### Aim of the exercise
How many lines in the data below contain the word "static"? State only the number.

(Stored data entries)
==========
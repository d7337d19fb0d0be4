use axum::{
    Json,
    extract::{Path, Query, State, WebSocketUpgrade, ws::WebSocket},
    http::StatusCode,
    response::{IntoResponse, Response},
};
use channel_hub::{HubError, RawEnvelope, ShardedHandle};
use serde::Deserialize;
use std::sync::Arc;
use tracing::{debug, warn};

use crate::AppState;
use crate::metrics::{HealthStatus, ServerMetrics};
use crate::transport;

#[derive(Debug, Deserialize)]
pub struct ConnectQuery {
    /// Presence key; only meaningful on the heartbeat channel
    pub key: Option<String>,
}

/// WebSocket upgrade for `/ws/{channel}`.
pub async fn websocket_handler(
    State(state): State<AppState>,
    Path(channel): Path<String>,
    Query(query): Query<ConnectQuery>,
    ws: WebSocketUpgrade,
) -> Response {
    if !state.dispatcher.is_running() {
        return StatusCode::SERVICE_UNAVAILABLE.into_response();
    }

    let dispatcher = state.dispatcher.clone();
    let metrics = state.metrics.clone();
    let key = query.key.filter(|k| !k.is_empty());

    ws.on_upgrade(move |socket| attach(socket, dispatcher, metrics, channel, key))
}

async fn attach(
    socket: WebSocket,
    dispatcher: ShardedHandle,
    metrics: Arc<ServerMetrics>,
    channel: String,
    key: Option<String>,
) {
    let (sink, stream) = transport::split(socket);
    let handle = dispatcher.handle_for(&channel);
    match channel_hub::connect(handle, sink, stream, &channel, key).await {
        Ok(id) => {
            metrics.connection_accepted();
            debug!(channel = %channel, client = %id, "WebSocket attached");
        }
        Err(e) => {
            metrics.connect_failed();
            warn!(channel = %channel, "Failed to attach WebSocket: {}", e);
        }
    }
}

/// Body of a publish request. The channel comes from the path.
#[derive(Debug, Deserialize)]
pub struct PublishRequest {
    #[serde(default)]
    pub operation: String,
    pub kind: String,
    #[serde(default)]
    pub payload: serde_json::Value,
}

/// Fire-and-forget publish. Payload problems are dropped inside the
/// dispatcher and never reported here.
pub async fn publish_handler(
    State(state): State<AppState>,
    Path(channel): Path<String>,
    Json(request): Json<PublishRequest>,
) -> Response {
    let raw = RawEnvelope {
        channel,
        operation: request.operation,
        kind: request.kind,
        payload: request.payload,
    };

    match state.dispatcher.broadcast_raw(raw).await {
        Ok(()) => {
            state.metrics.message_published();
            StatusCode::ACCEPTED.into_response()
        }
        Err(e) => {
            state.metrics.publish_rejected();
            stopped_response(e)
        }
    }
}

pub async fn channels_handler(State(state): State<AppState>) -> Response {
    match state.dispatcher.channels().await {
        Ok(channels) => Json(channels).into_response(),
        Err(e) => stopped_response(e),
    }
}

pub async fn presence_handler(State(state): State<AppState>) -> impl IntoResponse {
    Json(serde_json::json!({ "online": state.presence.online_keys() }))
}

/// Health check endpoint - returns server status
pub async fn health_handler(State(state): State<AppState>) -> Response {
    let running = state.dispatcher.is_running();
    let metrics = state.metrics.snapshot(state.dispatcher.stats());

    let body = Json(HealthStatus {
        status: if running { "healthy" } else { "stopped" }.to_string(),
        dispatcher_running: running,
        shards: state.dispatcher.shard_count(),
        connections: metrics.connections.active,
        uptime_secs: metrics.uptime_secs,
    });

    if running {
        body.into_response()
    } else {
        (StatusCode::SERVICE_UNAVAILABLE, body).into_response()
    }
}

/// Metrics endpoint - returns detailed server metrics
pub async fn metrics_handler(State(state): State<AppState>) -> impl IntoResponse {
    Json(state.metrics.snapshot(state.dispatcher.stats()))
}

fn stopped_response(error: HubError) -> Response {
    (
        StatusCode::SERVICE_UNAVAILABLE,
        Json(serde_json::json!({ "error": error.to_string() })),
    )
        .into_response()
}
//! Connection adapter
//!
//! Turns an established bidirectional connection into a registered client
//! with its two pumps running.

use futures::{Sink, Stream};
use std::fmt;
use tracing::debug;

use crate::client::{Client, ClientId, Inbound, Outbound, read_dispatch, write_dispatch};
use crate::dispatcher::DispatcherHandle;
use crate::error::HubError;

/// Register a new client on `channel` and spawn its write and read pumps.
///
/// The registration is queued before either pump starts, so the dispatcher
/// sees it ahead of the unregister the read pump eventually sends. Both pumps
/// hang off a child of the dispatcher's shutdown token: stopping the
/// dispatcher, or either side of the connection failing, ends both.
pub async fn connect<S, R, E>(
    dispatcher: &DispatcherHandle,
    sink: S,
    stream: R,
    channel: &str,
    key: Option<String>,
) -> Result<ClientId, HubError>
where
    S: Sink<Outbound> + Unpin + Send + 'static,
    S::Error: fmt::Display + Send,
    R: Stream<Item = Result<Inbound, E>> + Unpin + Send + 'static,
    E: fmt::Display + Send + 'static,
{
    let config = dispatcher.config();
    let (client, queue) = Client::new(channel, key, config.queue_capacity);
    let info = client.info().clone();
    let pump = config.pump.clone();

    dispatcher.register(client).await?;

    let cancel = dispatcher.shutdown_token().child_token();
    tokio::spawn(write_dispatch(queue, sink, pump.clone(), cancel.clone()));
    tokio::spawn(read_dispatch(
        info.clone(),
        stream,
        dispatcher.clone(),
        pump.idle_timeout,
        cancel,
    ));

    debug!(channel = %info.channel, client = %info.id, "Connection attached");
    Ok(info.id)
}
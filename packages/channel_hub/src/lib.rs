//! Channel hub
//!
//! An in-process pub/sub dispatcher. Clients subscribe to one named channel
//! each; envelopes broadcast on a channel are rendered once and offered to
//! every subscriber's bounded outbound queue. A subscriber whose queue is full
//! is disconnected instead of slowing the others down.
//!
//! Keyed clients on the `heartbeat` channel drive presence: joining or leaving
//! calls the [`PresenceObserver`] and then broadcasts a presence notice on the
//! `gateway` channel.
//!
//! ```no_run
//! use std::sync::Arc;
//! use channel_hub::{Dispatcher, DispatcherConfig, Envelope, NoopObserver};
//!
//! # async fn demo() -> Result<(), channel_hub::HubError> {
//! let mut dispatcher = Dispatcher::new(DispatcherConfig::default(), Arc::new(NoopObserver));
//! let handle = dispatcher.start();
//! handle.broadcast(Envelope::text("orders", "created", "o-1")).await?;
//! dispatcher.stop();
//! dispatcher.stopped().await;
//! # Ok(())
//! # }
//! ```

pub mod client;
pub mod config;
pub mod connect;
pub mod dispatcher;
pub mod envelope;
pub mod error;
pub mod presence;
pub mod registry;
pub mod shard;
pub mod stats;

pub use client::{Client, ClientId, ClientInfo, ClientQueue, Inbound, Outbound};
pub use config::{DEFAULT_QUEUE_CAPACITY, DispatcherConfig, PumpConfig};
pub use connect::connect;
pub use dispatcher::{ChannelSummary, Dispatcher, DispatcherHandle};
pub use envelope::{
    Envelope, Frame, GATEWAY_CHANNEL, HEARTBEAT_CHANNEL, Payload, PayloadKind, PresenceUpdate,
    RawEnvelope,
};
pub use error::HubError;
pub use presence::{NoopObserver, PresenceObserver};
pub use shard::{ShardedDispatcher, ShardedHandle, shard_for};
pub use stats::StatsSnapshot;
==========
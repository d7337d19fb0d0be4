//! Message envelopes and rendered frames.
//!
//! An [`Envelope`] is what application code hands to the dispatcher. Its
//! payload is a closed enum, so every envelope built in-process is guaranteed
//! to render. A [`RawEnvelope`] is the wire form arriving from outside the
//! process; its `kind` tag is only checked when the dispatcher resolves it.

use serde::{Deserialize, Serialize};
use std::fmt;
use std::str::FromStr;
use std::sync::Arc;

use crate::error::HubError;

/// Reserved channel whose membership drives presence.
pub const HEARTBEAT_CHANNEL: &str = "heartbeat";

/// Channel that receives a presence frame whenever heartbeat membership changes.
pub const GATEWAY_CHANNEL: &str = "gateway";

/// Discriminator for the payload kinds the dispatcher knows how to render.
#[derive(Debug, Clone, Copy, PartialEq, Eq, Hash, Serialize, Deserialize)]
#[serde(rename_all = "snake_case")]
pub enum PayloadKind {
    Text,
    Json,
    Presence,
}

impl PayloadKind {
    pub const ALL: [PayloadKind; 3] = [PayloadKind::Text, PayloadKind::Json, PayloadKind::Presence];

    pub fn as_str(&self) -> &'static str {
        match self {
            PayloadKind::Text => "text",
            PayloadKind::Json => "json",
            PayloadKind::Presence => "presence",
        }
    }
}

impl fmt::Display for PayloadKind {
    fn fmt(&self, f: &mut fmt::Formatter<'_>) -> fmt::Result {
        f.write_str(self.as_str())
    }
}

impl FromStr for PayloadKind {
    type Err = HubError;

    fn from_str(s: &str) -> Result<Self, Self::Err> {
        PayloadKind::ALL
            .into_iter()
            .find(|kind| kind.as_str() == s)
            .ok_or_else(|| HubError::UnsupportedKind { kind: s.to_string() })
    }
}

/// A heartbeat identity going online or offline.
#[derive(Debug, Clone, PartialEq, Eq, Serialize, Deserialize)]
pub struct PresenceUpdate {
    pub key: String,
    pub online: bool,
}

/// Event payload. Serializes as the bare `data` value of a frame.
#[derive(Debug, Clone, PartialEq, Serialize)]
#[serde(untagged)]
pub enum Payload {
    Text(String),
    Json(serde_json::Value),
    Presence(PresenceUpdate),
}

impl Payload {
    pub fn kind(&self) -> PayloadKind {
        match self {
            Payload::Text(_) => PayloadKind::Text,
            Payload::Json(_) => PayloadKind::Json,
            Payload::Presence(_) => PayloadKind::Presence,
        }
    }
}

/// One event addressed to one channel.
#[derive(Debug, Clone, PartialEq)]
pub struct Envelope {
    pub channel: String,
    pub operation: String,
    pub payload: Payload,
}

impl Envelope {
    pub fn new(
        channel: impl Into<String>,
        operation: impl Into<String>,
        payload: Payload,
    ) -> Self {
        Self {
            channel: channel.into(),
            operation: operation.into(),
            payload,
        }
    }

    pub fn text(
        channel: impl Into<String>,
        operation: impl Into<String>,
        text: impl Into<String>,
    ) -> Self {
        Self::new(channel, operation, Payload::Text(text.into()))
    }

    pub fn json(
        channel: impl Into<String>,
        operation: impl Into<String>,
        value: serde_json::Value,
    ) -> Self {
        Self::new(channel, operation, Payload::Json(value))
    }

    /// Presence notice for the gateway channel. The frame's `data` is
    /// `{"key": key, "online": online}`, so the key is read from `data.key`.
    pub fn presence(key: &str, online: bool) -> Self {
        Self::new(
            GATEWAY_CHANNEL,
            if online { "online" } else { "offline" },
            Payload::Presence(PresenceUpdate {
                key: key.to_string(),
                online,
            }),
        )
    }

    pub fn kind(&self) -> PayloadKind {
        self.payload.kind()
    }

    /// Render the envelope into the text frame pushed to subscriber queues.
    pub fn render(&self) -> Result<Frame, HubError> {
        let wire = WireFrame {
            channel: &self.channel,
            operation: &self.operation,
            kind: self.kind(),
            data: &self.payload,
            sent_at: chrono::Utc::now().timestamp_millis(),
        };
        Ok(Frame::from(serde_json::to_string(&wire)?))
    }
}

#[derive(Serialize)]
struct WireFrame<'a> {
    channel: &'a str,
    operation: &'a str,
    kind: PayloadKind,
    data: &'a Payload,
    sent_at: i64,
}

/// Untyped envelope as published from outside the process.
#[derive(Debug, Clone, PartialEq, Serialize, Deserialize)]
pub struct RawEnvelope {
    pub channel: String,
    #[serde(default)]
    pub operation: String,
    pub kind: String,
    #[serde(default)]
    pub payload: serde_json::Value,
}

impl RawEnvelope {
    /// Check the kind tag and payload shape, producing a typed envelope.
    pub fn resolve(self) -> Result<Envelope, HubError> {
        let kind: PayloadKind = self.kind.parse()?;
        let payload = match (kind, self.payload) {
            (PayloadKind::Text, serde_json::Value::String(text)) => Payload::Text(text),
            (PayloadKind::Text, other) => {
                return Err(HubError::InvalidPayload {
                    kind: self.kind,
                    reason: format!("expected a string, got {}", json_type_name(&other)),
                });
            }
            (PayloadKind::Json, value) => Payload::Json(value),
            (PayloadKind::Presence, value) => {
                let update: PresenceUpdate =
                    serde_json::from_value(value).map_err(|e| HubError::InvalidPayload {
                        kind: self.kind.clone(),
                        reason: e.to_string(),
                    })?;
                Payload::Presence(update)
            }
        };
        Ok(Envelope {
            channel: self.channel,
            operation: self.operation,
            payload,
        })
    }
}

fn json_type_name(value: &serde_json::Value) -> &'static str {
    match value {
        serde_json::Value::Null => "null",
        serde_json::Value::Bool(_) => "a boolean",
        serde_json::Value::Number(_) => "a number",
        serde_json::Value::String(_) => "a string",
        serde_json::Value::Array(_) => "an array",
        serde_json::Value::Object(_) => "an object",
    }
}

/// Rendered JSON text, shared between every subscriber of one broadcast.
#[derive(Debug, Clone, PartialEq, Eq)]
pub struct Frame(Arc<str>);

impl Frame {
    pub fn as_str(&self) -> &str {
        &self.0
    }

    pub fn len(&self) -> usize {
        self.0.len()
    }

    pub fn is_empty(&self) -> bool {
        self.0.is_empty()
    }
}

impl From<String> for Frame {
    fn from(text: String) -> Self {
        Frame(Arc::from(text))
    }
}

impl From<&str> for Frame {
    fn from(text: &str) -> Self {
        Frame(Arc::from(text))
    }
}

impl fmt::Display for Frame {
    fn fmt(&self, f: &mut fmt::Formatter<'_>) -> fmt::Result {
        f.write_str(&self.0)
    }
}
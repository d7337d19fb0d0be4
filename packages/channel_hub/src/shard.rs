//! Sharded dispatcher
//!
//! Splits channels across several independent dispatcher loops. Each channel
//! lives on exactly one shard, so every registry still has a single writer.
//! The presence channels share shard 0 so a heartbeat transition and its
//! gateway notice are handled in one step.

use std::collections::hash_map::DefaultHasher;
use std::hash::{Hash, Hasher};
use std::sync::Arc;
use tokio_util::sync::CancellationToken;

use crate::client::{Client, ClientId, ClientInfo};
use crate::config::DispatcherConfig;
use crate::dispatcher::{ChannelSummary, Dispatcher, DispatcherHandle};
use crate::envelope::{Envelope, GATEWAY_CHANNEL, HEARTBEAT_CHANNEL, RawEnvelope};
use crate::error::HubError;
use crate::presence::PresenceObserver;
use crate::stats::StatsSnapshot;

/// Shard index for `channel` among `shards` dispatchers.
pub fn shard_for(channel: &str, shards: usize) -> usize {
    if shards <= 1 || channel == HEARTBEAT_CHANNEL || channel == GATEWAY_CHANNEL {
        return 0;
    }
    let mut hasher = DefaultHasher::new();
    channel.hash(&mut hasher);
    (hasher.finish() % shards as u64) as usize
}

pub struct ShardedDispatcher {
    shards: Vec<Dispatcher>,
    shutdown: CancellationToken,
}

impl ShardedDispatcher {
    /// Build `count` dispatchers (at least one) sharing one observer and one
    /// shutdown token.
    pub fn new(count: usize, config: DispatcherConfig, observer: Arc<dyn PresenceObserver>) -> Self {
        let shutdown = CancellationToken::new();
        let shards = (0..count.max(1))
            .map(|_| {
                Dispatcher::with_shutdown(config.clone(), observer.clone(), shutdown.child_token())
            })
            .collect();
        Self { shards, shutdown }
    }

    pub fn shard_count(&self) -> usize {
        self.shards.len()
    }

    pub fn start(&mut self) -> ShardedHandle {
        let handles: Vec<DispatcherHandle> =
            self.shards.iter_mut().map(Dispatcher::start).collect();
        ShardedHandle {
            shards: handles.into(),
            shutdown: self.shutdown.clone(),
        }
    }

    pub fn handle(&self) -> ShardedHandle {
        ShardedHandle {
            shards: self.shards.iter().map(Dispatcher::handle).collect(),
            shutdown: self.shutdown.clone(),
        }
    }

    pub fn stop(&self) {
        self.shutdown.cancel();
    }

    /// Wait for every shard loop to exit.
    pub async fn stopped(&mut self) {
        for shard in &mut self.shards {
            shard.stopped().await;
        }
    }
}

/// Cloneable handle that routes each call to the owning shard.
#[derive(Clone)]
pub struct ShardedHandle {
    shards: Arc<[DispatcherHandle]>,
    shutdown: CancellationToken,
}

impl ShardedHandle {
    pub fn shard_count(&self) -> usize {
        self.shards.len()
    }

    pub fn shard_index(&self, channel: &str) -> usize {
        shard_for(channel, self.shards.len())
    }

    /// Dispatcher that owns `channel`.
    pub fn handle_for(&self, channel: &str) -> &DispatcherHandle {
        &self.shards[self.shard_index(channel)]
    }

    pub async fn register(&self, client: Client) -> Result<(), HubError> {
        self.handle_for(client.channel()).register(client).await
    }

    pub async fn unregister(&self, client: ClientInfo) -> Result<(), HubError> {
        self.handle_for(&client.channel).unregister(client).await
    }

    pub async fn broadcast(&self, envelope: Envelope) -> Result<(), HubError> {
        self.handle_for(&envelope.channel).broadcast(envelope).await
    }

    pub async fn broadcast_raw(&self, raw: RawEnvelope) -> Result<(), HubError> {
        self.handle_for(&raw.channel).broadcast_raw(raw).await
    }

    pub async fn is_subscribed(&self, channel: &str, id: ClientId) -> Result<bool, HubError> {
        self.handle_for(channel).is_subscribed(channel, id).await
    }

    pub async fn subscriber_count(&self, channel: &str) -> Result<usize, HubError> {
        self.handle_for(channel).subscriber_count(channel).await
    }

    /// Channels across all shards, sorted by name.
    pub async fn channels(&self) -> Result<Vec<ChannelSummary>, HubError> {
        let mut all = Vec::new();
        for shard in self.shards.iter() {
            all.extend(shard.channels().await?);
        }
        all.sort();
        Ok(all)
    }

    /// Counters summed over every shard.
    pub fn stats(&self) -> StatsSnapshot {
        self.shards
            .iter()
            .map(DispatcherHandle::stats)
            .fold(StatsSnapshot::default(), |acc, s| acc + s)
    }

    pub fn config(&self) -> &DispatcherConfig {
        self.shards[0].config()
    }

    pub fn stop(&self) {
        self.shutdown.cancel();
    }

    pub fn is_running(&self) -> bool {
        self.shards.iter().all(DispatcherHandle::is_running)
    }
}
==========
### Solution to this task
5